» DATASET EXTRACT:

----------------

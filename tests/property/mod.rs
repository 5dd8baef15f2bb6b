//! Property-based tests for hashing and tree invariants

mod determinism;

----------------

» TASK DETAILS: The whole of the material above needs to be copied exactly.

» YOUR SOLUTION:
filename tests/property/mod.rs
repository 5dd8baef15f2bb6b
//! Property-based tests for hashing and tree invariants

mod determinism;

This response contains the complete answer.